Choosing an AI tool depends on the specifics of your business and analysis goals. There is no one-size-fits-all solution — every service has its own specialization. Let's look at the key selection criteria.
Depth of analysis
Determine your priorities: text optimization, visual content analysis, or something else. Some tasks require surface-level monitoring, others detailed study. For simple price tracking, AI isn't strictly necessary — basic trackers, like the ones built into the marketplaces themselves, are enough. If you need to analyze descriptions and photos, use a model with computer vision and a large context window, such as Gemini 2.5 Pro.
Support for the marketplace you need
Not all tools work equally well with different platforms. Check whether the service can correctly parse data from your target marketplace. Some platforms have protections against automated data collection.
GPTunneL doesn't yet have direct integration with third-party apps. However, tools like ChatGPT work with any tables, files, and texts, but require manual uploading. Specialized marketplace services automate data collection but may be limited to specific platforms.
Ability to customize the report
Pay attention to data export options. Integration with Google Sheets and the ability to export to PDF for sharing with other systems extend a tool's usefulness.
In GPTunneL, you can create an AI assistant for your task in 5 minutes. Choose a model, write instructions, and give it access to any table with the data you need. If needed, connect an API from another service, for example, to pull data from your CRM system.

In summary
The path to success lies in choosing the right tools and using them skillfully. Start by defining your priority tasks, test a few services, and build a system of regular monitoring. Remember that even the most advanced neural network is just a tool — its effectiveness depends on your understanding of your business and market.
Frequently asked questions
Can competitor analysis be fully automated?
Full automation is possible for collecting and initial processing of data. AI effectively tracks changes, collects metrics, and identifies patterns. However, strategic decisions, such as managing strategy and using the data, require human involvement.
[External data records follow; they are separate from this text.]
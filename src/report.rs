//! Report output: one worksheet per input sheet in input order, then a
//! `Summary` sheet, plus an optional JSON run summary.
//!
//! The workbook carries a fixed creation date so two runs over the same
//! inputs produce byte-identical files.

use std::{
    collections::BTreeSet,
    fs::File,
    io::BufWriter,
    path::{Path, PathBuf},
};

use anyhow::{Context, Result};
use itertools::Itertools;
use log::info;
use rust_xlsxwriter::{Color, DocProperties, ExcelDateTime, Format, Workbook, Worksheet, XlsxError};
use serde::Serialize;

use crate::{
    compare::{ComparisonRow, SheetLayout, SheetReport, Status, StatusCounts},
    config::ReportLayout,
    data::Value,
    error::ReconError,
    normalize::normalize_text,
    params::Parameters,
    workbook::SkippedSheet,
};

const MAX_SHEET_NAME: usize = 31;
const SUMMARY_SHEET: &str = "Summary";
const ROW_HEADERS: [&str; 5] = ["Identifier", "Metric", "Excel Value", "DB Value", "Status"];
const SUMMARY_HEADERS: [&str; 8] = [
    "Sheet",
    "Source",
    "Confidence",
    "Match",
    "Mismatch",
    "Not Found",
    "Other",
    "Status",
];

/// Everything one reconciliation run produced.
#[derive(Debug, Clone, Serialize)]
pub struct ReconcileOutcome {
    pub export_path: PathBuf,
    pub strategy: String,
    pub parameters: Parameters,
    pub sheets: Vec<SheetReport>,
    pub skipped: Vec<SkippedSheet>,
}

impl ReconcileOutcome {
    pub fn totals(&self) -> StatusCounts {
        let mut totals = StatusCounts::default();
        for sheet in &self.sheets {
            totals.add(&sheet.counts());
        }
        totals
    }

    pub fn mapped_sheets(&self) -> usize {
        self.sheets.iter().filter(|s| s.is_mapped()).count()
    }
}

/// Allocates worksheet names: invalid characters replaced, leading and
/// trailing apostrophes dropped, truncated to 31 characters, case-insensitive
/// duplicates suffixed with ` (n)`.
#[derive(Debug, Default)]
struct SheetNames {
    used: BTreeSet<String>,
}

impl SheetNames {
    fn allocate(&mut self, name: &str) -> String {
        let cleaned: String = name
            .chars()
            .map(|c| match c {
                '[' | ']' | ':' | '*' | '?' | '/' | '\\' => '_',
                other => other,
            })
            .collect::<String>()
            .trim_matches(|c: char| c == '\'' || c.is_whitespace())
            .to_string();
        let base = if cleaned.is_empty() {
            "Sheet".to_string()
        } else {
            cleaned
        };
        let mut candidate = truncated(&base, MAX_SHEET_NAME);
        let mut n = 2;
        while self.used.contains(&candidate.to_lowercase()) {
            let suffix = format!(" ({n})");
            let keep = MAX_SHEET_NAME - suffix.chars().count();
            candidate = format!("{}{suffix}", truncated(&base, keep));
            n += 1;
        }
        self.used.insert(candidate.to_lowercase());
        candidate
    }
}

fn truncated(name: &str, max: usize) -> String {
    let kept: String = name.chars().take(max).collect();
    kept.trim_end_matches('\'').to_string()
}

struct Formats {
    header: Format,
    mismatch: Format,
    confidence: Format,
}

impl Formats {
    fn new() -> Self {
        Formats {
            header: Format::new().set_bold(),
            mismatch: Format::new().set_font_color(Color::Red),
            confidence: Format::new().set_num_format("0.00"),
        }
    }
}

pub fn write_report(outcome: &ReconcileOutcome, layout: ReportLayout, path: &Path) -> Result<()> {
    let mut workbook = build_workbook(outcome, layout).map_err(|err| ReconError::ReportWrite {
        path: path.to_path_buf(),
        message: err.to_string(),
    })?;
    workbook
        .save(path)
        .map_err(|err| ReconError::ReportWrite {
            path: path.to_path_buf(),
            message: err.to_string(),
        })
        .with_context(|| format!("Saving reconciliation report to {path:?}"))?;
    info!(
        "Report written to {path:?}: {} sheet(s), {} mapped",
        outcome.sheets.len(),
        outcome.mapped_sheets()
    );
    Ok(())
}

pub fn write_summary_json(outcome: &ReconcileOutcome, path: &Path) -> Result<()> {
    let file = File::create(path).with_context(|| format!("Creating summary file {path:?}"))?;
    serde_json::to_writer_pretty(BufWriter::new(file), outcome)
        .with_context(|| format!("Writing summary JSON to {path:?}"))
}

fn build_workbook(outcome: &ReconcileOutcome, layout: ReportLayout) -> Result<Workbook, XlsxError> {
    let mut workbook = Workbook::new();
    let created = ExcelDateTime::from_ymd(2000, 1, 1)?;
    workbook.set_properties(&DocProperties::new().set_creation_datetime(&created));

    let formats = Formats::new();
    let mut names = SheetNames::default();
    for report in &outcome.sheets {
        let worksheet = workbook.add_worksheet();
        worksheet.set_name(names.allocate(&report.sheet_name))?;
        let rows_layout =
            layout == ReportLayout::Rows || report.layout == SheetLayout::MetricRows;
        let next_row = if rows_layout {
            write_row_layout(worksheet, report, &formats)?
        } else {
            write_structure_layout(worksheet, report, &formats)?
        };
        if report.rows.is_empty()
            && let Some(note) = &report.note
        {
            worksheet.write_string(next_row, 0, note)?;
        }
        worksheet.set_freeze_panes(1, 0)?;
    }

    let summary = workbook.add_worksheet();
    summary.set_name(names.allocate(SUMMARY_SHEET))?;
    write_summary(summary, outcome, &formats)?;
    Ok(workbook)
}

fn write_headers(worksheet: &mut Worksheet, headers: &[String], formats: &Formats) -> Result<(), XlsxError> {
    for (col, header) in headers.iter().enumerate() {
        worksheet.write_string_with_format(0, col as u16, header, &formats.header)?;
        worksheet.set_column_width(col as u16, (header.len() + 4).max(14) as f64)?;
    }
    Ok(())
}

fn write_excel_value(worksheet: &mut Worksheet, row: u32, col: u16, value: &Value) -> Result<(), XlsxError> {
    match value {
        Value::Null => {}
        Value::Integer(i) => {
            worksheet.write_number(row, col, *i as f64)?;
        }
        Value::Float(f) => {
            worksheet.write_number(row, col, *f)?;
        }
        other => {
            worksheet.write_string(row, col, other.as_display())?;
        }
    }
    Ok(())
}

fn write_source_value(
    worksheet: &mut Worksheet,
    row: u32,
    col: u16,
    value: Option<&str>,
) -> Result<(), XlsxError> {
    let Some(text) = value else {
        return Ok(());
    };
    match normalize_text(text).as_f64() {
        Some(number) => worksheet.write_number(row, col, number)?,
        None => worksheet.write_string(row, col, text)?,
    };
    Ok(())
}

fn write_status(
    worksheet: &mut Worksheet,
    row: u32,
    col: u16,
    status: Status,
    formats: &Formats,
) -> Result<(), XlsxError> {
    if status == Status::Match {
        worksheet.write_string(row, col, status.as_str())?;
    } else {
        worksheet.write_string_with_format(row, col, status.as_str(), &formats.mismatch)?;
    }
    Ok(())
}

/// `[Identifier, Metric, Excel Value, DB Value, Status]`, one line per fact.
/// Returns the next free row.
fn write_row_layout(worksheet: &mut Worksheet, report: &SheetReport, formats: &Formats) -> Result<u32, XlsxError> {
    let headers = ROW_HEADERS.map(str::to_string);
    write_headers(worksheet, &headers, formats)?;
    let mut line = 1u32;
    for row in &report.rows {
        worksheet.write_string(line, 0, &row.identifier)?;
        worksheet.write_string(line, 1, row.metric_label())?;
        write_excel_value(worksheet, line, 2, &row.excel_value)?;
        write_source_value(worksheet, line, 3, row.source_value.as_deref())?;
        write_status(worksheet, line, 4, row.status, formats)?;
        line += 1;
    }
    Ok(line)
}

fn structure_headers(layout: SheetLayout) -> Vec<String> {
    let mut headers = vec!["Identifier".to_string()];
    match layout {
        SheetLayout::Standard | SheetLayout::MetricRows => {
            headers.extend(["Excel Value", "DB Value", "Status"].map(str::to_string));
        }
        SheetLayout::Targets | SheetLayout::YearComparison => {
            for metric in layout.metrics() {
                let label = metric.label();
                headers.push(format!("Excel {label}"));
                headers.push(format!("DB {label}"));
                headers.push(format!("{label} Status"));
            }
        }
    }
    headers
}

/// One line per sheet row, with the compared metrics side by side.
fn write_structure_layout(
    worksheet: &mut Worksheet,
    report: &SheetReport,
    formats: &Formats,
) -> Result<u32, XlsxError> {
    write_headers(worksheet, &structure_headers(report.layout), formats)?;
    let metrics = report.layout.metrics();
    let mut line = 1u32;
    for (_, group) in &report.rows.iter().chunk_by(|r| r.row) {
        let group = group.collect::<Vec<_>>();
        let Some(first) = group.first() else {
            continue;
        };
        worksheet.write_string(line, 0, &first.identifier)?;
        let slots: Vec<Option<&ComparisonRow>> = if report.layout == SheetLayout::Standard {
            vec![Some(*first)]
        } else {
            metrics
                .iter()
                .map(|m| group.iter().find(|r| &r.metric == m).copied())
                .collect()
        };
        for (slot, fact) in slots.into_iter().enumerate() {
            let Some(fact) = fact else {
                continue;
            };
            let col = (1 + slot * 3) as u16;
            write_excel_value(worksheet, line, col, &fact.excel_value)?;
            write_source_value(worksheet, line, col + 1, fact.source_value.as_deref())?;
            write_status(worksheet, line, col + 2, fact.status, formats)?;
        }
        line += 1;
    }
    Ok(line)
}

fn write_summary(worksheet: &mut Worksheet, outcome: &ReconcileOutcome, formats: &Formats) -> Result<(), XlsxError> {
    let headers = SUMMARY_HEADERS.map(str::to_string);
    write_headers(worksheet, &headers, formats)?;
    let mut line = 1u32;
    for report in &outcome.sheets {
        let counts = report.counts();
        worksheet.write_string(line, 0, &report.sheet_name)?;
        if let Some(source) = &report.source_name {
            worksheet.write_string(line, 1, source)?;
        }
        if let Some(confidence) = report.confidence {
            worksheet.write_number_with_format(line, 2, confidence, &formats.confidence)?;
        }
        worksheet.write_number(line, 3, counts.matches as f64)?;
        worksheet.write_number(line, 4, counts.mismatches as f64)?;
        worksheet.write_number(line, 5, counts.not_found as f64)?;
        worksheet.write_number(
            line,
            6,
            (counts.no_mapping + counts.source_missing + counts.source_error) as f64,
        )?;
        let status = if report.is_mapped() {
            "Compared".to_string()
        } else {
            report
                .note
                .clone()
                .unwrap_or_else(|| Status::NoMapping.as_str().to_string())
        };
        worksheet.write_string(line, 7, status)?;
        line += 1;
    }
    for skipped in &outcome.skipped {
        worksheet.write_string(line, 0, &skipped.name)?;
        worksheet.write_string(line, 7, format!("Skipped: {}", skipped.reason))?;
        line += 1;
    }

    let totals = outcome.totals();
    line += 1;
    worksheet.write_string_with_format(line, 0, "Strategy", &formats.header)?;
    worksheet.write_string(line, 1, &outcome.strategy)?;
    line += 1;
    worksheet.write_string_with_format(line, 0, "Parameters", &formats.header)?;
    worksheet.write_string(line, 1, outcome.parameters.to_string())?;
    line += 1;
    worksheet.write_string_with_format(line, 0, "Total", &formats.header)?;
    worksheet.write_number(line, 3, totals.matches as f64)?;
    worksheet.write_number(line, 4, totals.mismatches as f64)?;
    worksheet.write_number(line, 5, totals.not_found as f64)?;
    line += 1;
    worksheet.write_string_with_format(line, 0, "Success Rate", &formats.header)?;
    worksheet.write_string(line, 1, format!("{:.2}%", totals.success_rate()))?;
    Ok(())
}

#[cfg(test)]
mod tests {
    use super::*;

    #[test]
    fn sheet_names_are_truncated_and_deduplicated() {
        let mut names = SheetNames::default();
        let long = "Storewise Actual Vs Target Sorted By Actual";
        let first = names.allocate(long);
        assert_eq!(first.chars().count(), 31);
        let second = names.allocate(long);
        assert!(second.ends_with(" (2)"));
        assert_eq!(second.chars().count(), 31);
        assert_eq!(names.allocate("a/b"), "a_b");
        assert_eq!(names.allocate("SUMMARY"), "SUMMARY");
        assert_eq!(names.allocate(SUMMARY_SHEET), "Summary (2)");
    }

    #[test]
    fn sheet_names_never_start_or_end_with_apostrophe() {
        let mut names = SheetNames::default();
        assert_eq!(names.allocate("'Quoted'"), "Quoted");
        assert_eq!(names.allocate("''"), "Sheet");
        let long = format!("{}'tail", "x".repeat(30));
        assert_eq!(names.allocate(&long), "x".repeat(30));
        let mut workbook = Workbook::new();
        for name in ["'Leading", "Trailing'"] {
            let allocated = names.allocate(name);
            workbook
                .add_worksheet()
                .set_name(&allocated)
                .expect("valid worksheet name");
        }
    }

    #[test]
    fn structure_headers_follow_layout() {
        assert_eq!(
            structure_headers(SheetLayout::Targets),
            vec![
                "Identifier",
                "Excel Actual Sales",
                "DB Actual Sales",
                "Actual Sales Status",
                "Excel Target",
                "DB Target",
                "Target Status",
            ]
        );
        assert_eq!(structure_headers(SheetLayout::Standard).len(), 4);
    }
}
What parameters do neural networks analyze?
Modern neural networks analyze nearly every aspect of a product listing:
- Text analysis — titles, descriptions, specifications, reviews.
- Visual analysis — photos, videos, infographics.
- Quantitative analysis — prices, ratings, sales volumes.
Can you analyze competitor listings with photos and text together?
Yes, modern AI tools support multimodal analysis. They process text and visual information simultaneously, identifying connections between them. For example, whether the description matches the images or how effective the text in an infographic is.
Is ChatGPT suitable for competitor analysis on marketplaces?
ChatGPT and similar language models handle text-content analysis of marketplace listings very well. They compare descriptions, identify strengths, and generate recommendations. The main limitation in standard use is the need for manual data upload. In GPTunneL, you can create an AI assistant connected to any database in 5 minutes, so the neural network automatically pulls the data it needs based on your queries.